KATHMANDU - Eyebrows are being raised in Nepal's immediate neighborhood about the implications of a protracted United Nations presence in the country.

Concerns from both New Delhi and Beijing have became pronounced in recent weeks as Kathmandu prepares to submit on Friday a formal request to the UN Security Council for a six-month extension of the United Nations Mission in Nepal (UNMIN) . Its

initial 12-month stint expires on January 22, 2008.

"They want to treat Nepal as a UN protectorate, they are going to mess it up," the Nepali Times newspaper quoted an unnamed senior Indian official in New Delhi as saying. The jitters are ostensibly based on intelligence reports that the UNMIN's contacts with Nepal's political class have gone down to the grassroots level, including in districts bordering India.
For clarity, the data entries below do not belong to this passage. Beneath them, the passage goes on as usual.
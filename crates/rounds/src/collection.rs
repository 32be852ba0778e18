//! Shared payload-collection state for the concrete round strategies.

use crate::{Payload, PayloadError, RoundInitError};
use conclave_types::{Participant, RoundId, SynchronizedData};
use indexmap::{IndexMap, IndexSet};
use serde_json::Value;

/// Sender-keyed payload collection with the participant set snapshotted at
/// round start.
///
/// Iteration order is insertion order throughout, so tally tie-breaking and
/// error messages are deterministic across agents replaying the same block
/// sequence.
#[derive(Debug)]
pub(crate) struct Collection {
    round_id: RoundId,
    participants: IndexSet<Participant>,
    entries: IndexMap<Participant, Value>,
}

impl Collection {
    /// Snapshot the participant set from the latest synchronized data.
    pub(crate) fn from_snapshot(
        round_id: RoundId,
        data: &SynchronizedData,
    ) -> Result<Self, RoundInitError> {
        let participants = data
            .participants()
            .map_err(|source| RoundInitError::Snapshot {
                round: round_id,
                source,
            })?;
        Ok(Self {
            round_id,
            participants,
            entries: IndexMap::new(),
        })
    }

    pub(crate) fn round_id(&self) -> RoundId {
        self.round_id
    }

    pub(crate) fn participant_count(&self) -> usize {
        self.participants.len()
    }

    pub(crate) fn entries(&self) -> &IndexMap<Participant, Value> {
        &self.entries
    }

    pub(crate) fn len(&self) -> usize {
        self.entries.len()
    }

    /// Whether every recognized participant has submitted.
    pub(crate) fn is_full(&self) -> bool {
        self.entries.len() >= self.participants.len()
    }

    fn check_recognized(&self, sender: &Participant) -> Result<(), PayloadError> {
        if self.participants.contains(sender) {
            Ok(())
        } else {
            Err(PayloadError::UnknownSender {
                round: self.round_id,
                sender: sender.clone(),
            })
        }
    }

    /// Validate a payload for a same-value round: re-submitting the identical
    /// value is a no-op, a different value from the same sender conflicts.
    pub(crate) fn check_same(&self, payload: &Payload) -> Result<(), PayloadError> {
        self.check_recognized(&payload.sender)?;
        match self.entries.get(&payload.sender) {
            Some(existing) if *existing != payload.value => Err(PayloadError::ConflictingPayload {
                round: self.round_id,
                sender: payload.sender.clone(),
            }),
            _ => Ok(()),
        }
    }

    pub(crate) fn record_same(&mut self, payload: Payload) -> Result<(), PayloadError> {
        self.check_same(&payload)?;
        self.entries.insert(payload.sender, payload.value);
        Ok(())
    }

    /// Validate a payload for a distinct-value round: each sender submits
    /// exactly once and no value may repeat across senders.
    pub(crate) fn check_distinct(&self, payload: &Payload) -> Result<(), PayloadError> {
        self.check_recognized(&payload.sender)?;
        if self.entries.contains_key(&payload.sender) {
            return Err(PayloadError::AlreadySubmitted {
                round: self.round_id,
                sender: payload.sender.clone(),
            });
        }
        if self.entries.values().any(|value| *value == payload.value) {
            return Err(PayloadError::DuplicateValue {
                round: self.round_id,
                value: payload.value.clone(),
            });
        }
        Ok(())
    }

    pub(crate) fn record_distinct(&mut self, payload: Payload) -> Result<(), PayloadError> {
        self.check_distinct(&payload)?;
        self.entries.insert(payload.sender, payload.value);
        Ok(())
    }

    /// Validate a payload for a unanimity round: any value diverging from
    /// what the round already holds is rejected outright.
    pub(crate) fn check_unanimous(&self, payload: &Payload) -> Result<(), PayloadError> {
        self.check_recognized(&payload.sender)?;
        if self
            .entries
            .values()
            .any(|value| *value != payload.value)
        {
            return Err(PayloadError::ConflictingPayload {
                round: self.round_id,
                sender: payload.sender.clone(),
            });
        }
        Ok(())
    }

    pub(crate) fn record_unanimous(&mut self, payload: Payload) -> Result<(), PayloadError> {
        self.check_unanimous(&payload)?;
        self.entries.insert(payload.sender, payload.value);
        Ok(())
    }

    /// Count submissions per distinct value, in first-seen order.
    pub(crate) fn tally(&self) -> Vec<(&Value, usize)> {
        let mut counts: Vec<(&Value, usize)> = Vec::new();
        for value in self.entries.values() {
            match counts.iter_mut().find(|(seen, _)| *seen == value) {
                Some((_, count)) => *count += 1,
                None => counts.push((value, 1)),
            }
        }
        counts
    }

    /// The most common value and its count; ties break to the value seen
    /// first.
    pub(crate) fn most_voted(&self) -> Option<(&Value, usize)> {
        self.tally().into_iter().max_by_key(|(_, count)| *count)
    }

    /// Whether some value can still reach `threshold` given the senders not
    /// yet heard from. Once false, the round can fail early with
    /// NO_MAJORITY instead of waiting out its timeout.
    pub(crate) fn majority_possible(&self, threshold: usize) -> bool {
        let largest = self
            .most_voted()
            .map(|(_, count)| count)
            .unwrap_or_default();
        let remaining = self.participants.len().saturating_sub(self.entries.len());
        largest + remaining >= threshold
    }

    /// The collection as a JSON object keyed by sender address, for writing
    /// under a round's collection key.
    pub(crate) fn as_json(&self) -> Value {
        Value::Object(
            self.entries
                .iter()
                .map(|(sender, value)| (sender.as_str().to_owned(), value.clone()))
                .collect(),
        )
    }
}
China, too, is uncomfortable seeing hordes of foreigners, even if under the UN umbrella, becoming longtime residents in Nepal, a country sharing a border with Tibet. But unlike New Delhi, Beijing's expression of anxiety comes in a more discreet manner. A senior official of the Chinese Communist Party (CCP), for instance, told his Nepali hosts last week his country would not interfere in Nepal's affairs, and that Nepal could resolve its problems through its own efforts.

However, last week the visitor, Wang Jiarui, head of the CCP's international department, also conveyed his country's readiness to offer needed assistance to interim Prime Minister Girija Prasad. Such expressions, whenever they are made, are perceived as a message that China is alert about whatever India - and the United States - are trying to do regarding Nepal. In the early 1970s, Khampa exiles from Tibet were found carrying out attacks on their own homeland from bases inside Nepal with guns they received from the US Central Intelligence Agency.

Both New Delhi and Beijing know that the UNMIN was set up in the wake of a peace pact concluded between former Maoist rebels and a coalition of seven political parties who earlier had put up a joint political movement, ending King Gyanendra's rule, in April 2006. Request for the UN mission was jointly made to acquire assistance in handling the unfolding events and challenges.

The Security Council resolution (Number 1740) authorizing the establishment of the mission took note of the request for UN assistance in implementing key aspects of the peace agreement "in particular monitoring of arrangements relating to the management of arms and armed personnel of both sides and election monitoring". The election for a constituent assembly, scheduled for November 22, has been postponed indefinitely and initiatives to resolve the issue of arms and armies have yet to produce any amicable solution. This has required the UNMIN to prolong its presence.

According to Ian Martin, special representative of the UN secretary general, India and China were "very supportive" of the original arrangement for the UNMIN. Martin told the media last month that he has held periodic discussions with the Indian and Chinese ambassadors with "no major complaints" being reported. While China is a permanent Security Council member, India is a country to which members of the Security Council pay attention.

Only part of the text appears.